A suspected Islamist attacker stabbed a French police commander to death outside his home and later killed his partner in an attack claimed by Islamic State and denounced by the government as "an abject act of terrorism".
The attacker, a 25-year-old who went to jail in 2013 for helping Islamist militants go to Pakistan and had been monitored by security services, repeatedly knifed the 42-year-old commander in the stomach late on Monday.
He then barricaded himself inside the house in Magnanville, a suburb some 60 km west of Paris, taking the policeman's partner and three-year-old son hostage. His partner, an administrative police official, was found dead in the house. The boy was unharmed but in a state of shock, an Interior Ministry spokesman said.

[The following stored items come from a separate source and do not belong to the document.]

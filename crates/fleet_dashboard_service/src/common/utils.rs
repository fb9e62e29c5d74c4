/*  Copyright 2022-23, Juspay India Pvt Ltd
    This program is free software: you can redistribute it and/or modify it under the terms of the GNU Affero General Public License
    as published by the Free Software Foundation, either version 3 of the License, or (at your option) any later version. This program
    is distributed in the hope that it will be useful, but WITHOUT ANY WARRANTY; without even the implied warranty of MERCHANTABILITY
    or FITNESS FOR A PARTICULAR PURPOSE. See the GNU Affero General Public License for more details. You should have received a copy of
    the GNU Affero General Public License along with this program. If not, see <https://www.gnu.org/licenses/>.
*/
use super::types::*;
use std::f64::consts::PI;

/// Mean earth radius shared by both circle projections and the haversine distance.
pub const EARTH_RADIUS_KM: f64 = 6371.0;

pub fn deg2rad(degrees: f64) -> f64 {
    degrees * PI / 180.0
}

pub fn rad2deg(radians: f64) -> f64 {
    radians * 180.0 / PI
}

/// Wraps a longitude in degrees into `[-180, 180)`.
pub fn normalize_longitude(lng: f64) -> f64 {
    (lng + 540.0).rem_euclid(360.0) - 180.0
}

pub fn distance_between_in_meters(latlong1: &Point, latlong2: &Point) -> f64 {
    // Calculating using haversine formula
    let r: f64 = EARTH_RADIUS_KM * 1000.0;

    let Latitude(lat1) = latlong1.lat;
    let Longitude(lon1) = latlong1.lng;
    let Latitude(lat2) = latlong2.lat;
    let Longitude(lon2) = latlong2.lng;

    let dlat = deg2rad(lat2 - lat1);
    let dlon = deg2rad(lon2 - lon1);

    let rlat1 = deg2rad(lat1);
    let rlat2 = deg2rad(lat2);

    let sq = |x: f64| x * x;

    // Calculated distance is real (not imaginary) when 0 <= h <= 1
    let h = sq((dlat / 2.0).sin()) + rlat1.cos() * rlat2.cos() * sq((dlon / 2.0).sin());

    2.0 * r * h.sqrt().atan2((1.0 - h).sqrt())
}

/// Case-insensitive substring match. An empty needle matches everything.
pub fn contains_ignore_case(haystack: &str, needle: &str) -> bool {
    haystack.to_lowercase().contains(&needle.to_lowercase())
}
/*  Copyright 2022-23, Juspay India Pvt Ltd
    This program is free software: you can redistribute it and/or modify it under the terms of the GNU Affero General Public License
    as published by the Free Software Foundation, either version 3 of the License, or (at your option) any later version. This program
    is distributed in the hope that it will be useful, but WITHOUT ANY WARRANTY; without even the implied warranty of MERCHANTABILITY
    or FITNESS FOR A PARTICULAR PURPOSE. See the GNU Affero General Public License for more details. You should have received a copy of
    the GNU Affero General Public License along with this program. If not, see <https://www.gnu.org/licenses/>.
*/
use actix_web::{
    get,
    web::{Data, Json},
    HttpRequest,
};

use crate::{
    common::types::*,
    domain::{action::ui::documents, api::bearer_credential},
    environment::AppState,
    tools::error::AppError,
};

#[get("/ui/documents/reminders")]
pub async fn document_reminders(
    data: Data<AppState>,
    req: HttpRequest,
) -> Result<Json<ReminderBoard>, AppError> {
    let credential = bearer_credential(&req)?;

    Ok(Json(documents::document_reminders(data, credential).await?))
}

The man, whom police and justice sources named as Larossi Abballa, was shot dead by members of an elite police unit after negotiations failed.

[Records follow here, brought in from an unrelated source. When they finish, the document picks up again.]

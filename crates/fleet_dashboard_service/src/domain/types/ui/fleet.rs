/*  Copyright 2022-23, Juspay India Pvt Ltd
    This program is free software: you can redistribute it and/or modify it under the terms of the GNU Affero General Public License
    as published by the Free Software Foundation, either version 3 of the License, or (at your option) any later version. This program
    is distributed in the hope that it will be useful, but WITHOUT ANY WARRANTY; without even the implied warranty of MERCHANTABILITY
    or FITNESS FOR A PARTICULAR PURPOSE. See the GNU Affero General Public License for more details. You should have received a copy of
    the GNU Affero General Public License along with this program. If not, see <https://www.gnu.org/licenses/>.
*/
use serde::{Deserialize, Serialize};

use crate::common::types::*;

#[derive(Deserialize, Debug)]
pub struct FleetStatusQuery {
    pub search: Option<String>,
}

#[derive(Serialize, Deserialize, Debug)]
#[serde(rename_all = "camelCase")]
pub struct FleetStatusResponse {
    /// Counts cover the whole fleet, regardless of `search`.
    pub counts: FleetStatusCounts,
    pub vehicles: Vec<LiveLocationRecord>,
    pub skipped_records: usize,
}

"An abject act of terrorism was carried out yesterday in Magnanville," Interior Minister Bernard Cazeneuve said after an emergency government meeting, before heading out to Les Mureaux, where the police commander worked.

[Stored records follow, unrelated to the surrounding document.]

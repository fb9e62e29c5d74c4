/*  Copyright 2022-23, Juspay India Pvt Ltd
    This program is free software: you can redistribute it and/or modify it under the terms of the GNU Affero General Public License
    as published by the Free Software Foundation, either version 3 of the License, or (at your option) any later version. This program
    is distributed in the hope that it will be useful, but WITHOUT ANY WARRANTY; without even the implied warranty of MERCHANTABILITY
    or FITNESS FOR A PARTICULAR PURPOSE. See the GNU Affero General Public License for more details. You should have received a copy of
    the GNU Affero General Public License along with this program. If not, see <https://www.gnu.org/licenses/>.
*/

#[cfg(test)]
mod dashboard_api;
#[cfg(test)]
mod fleet_upstream;
/*  Copyright 2022-23, Juspay India Pvt Ltd
    This program is free software: you can redistribute it and/or modify it under the terms of the GNU Affero General Public License
    as published by the Free Software Foundation, either version 3 of the License, or (at your option) any later version. This program
    is distributed in the hope that it will be useful, but WITHOUT ANY WARRANTY; without even the implied warranty of MERCHANTABILITY
    or FITNESS FOR A PARTICULAR PURPOSE. See the GNU Affero General Public License for more details. You should have received a copy of
    the GNU Affero General Public License along with this program. If not, see <https://www.gnu.org/licenses/>.
*/
use actix_web::web::Data;

use crate::{
    common::{aggregation::aggregate_all, fleet_status::*, types::*},
    domain::types::ui::fleet::*,
    environment::AppState,
    outbound::external::{fetch_daily_status, fetch_live_locations},
    tools::error::AppError,
};
use tracing::info;

pub async fn fleet_utilization(
    data: Data<AppState>,
    credential: Credential,
) -> Result<FleetUtilization, AppError> {
    let vehicles =
        fetch_daily_status(&data.http_client, &data.fleet_api_base_url, &credential).await?;

    let utilization = aggregate_all(&vehicles);

    info!(
        tag = "[Fleet Utilization]",
        vehicles = utilization.summary.len(),
        skipped_records = utilization.skipped_records
    );

    Ok(utilization)
}

pub async fn fleet_status(
    data: Data<AppState>,
    credential: Credential,
    search: Option<String>,
) -> Result<FleetStatusResponse, AppError> {
    let records =
        fetch_live_locations(&data.http_client, &data.fleet_api_base_url, &credential).await?;

    let total = records.len();
    let records = records.into_iter().flatten().collect::<Vec<LiveLocationRecord>>();
    let skipped_records = total - records.len();

    let counts = summarize_fleet_status(&records);
    let vehicles = filter_by_vehicle_number(records, search.as_deref());

    Ok(FleetStatusResponse {
        counts,
        vehicles,
        skipped_records,
    })
}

President Francois Hollande said the killings were "undeniably a terrorist act" and that the terrorist threat in France was very high.
The killings took place as police forces throughout France were on high alert for attacks during the Euro 2016 soccer tournament which began last week.
Islamic State claimed the attack via its Amaq news agency. "Source to Amaq agency: Islamic State fighter kills deputy chief of the police station in the city of Les Mureaux and his wife," Amaq said on its website.
If it is confirmed Islamic State was behind the murders, it would be the first militant strike on French soil since the government imposed a state of emergency after multiple attacks on Paris in November that killed 130 people.
Islamic State's claim that one of its "fighters" carried out the evening attack came a day after the Islamist militant group said it was responsible for the shooting that killed 49 people in a massacre at a gay nightclub in Orlando, Florida.
Searches were being carried out on Tuesday morning at the attacker's house and in other places, a judicial source said. "Many things are being analyzed," the source said, including messages posted on social networks.
The police commander's partner was also killed with a knife, the source said, but declined to give any more details. Larossi was born in France, said the source.
Larossi was given a three-year prison sentence in 2013 for helping Islamist militants go to Pakistan. His name had come up in an ongoing investigation about a man who left for Syria, but he was not considered a threat, another source close to the investigation said.
Officials have not revealed the identity of the 42-year-old officer.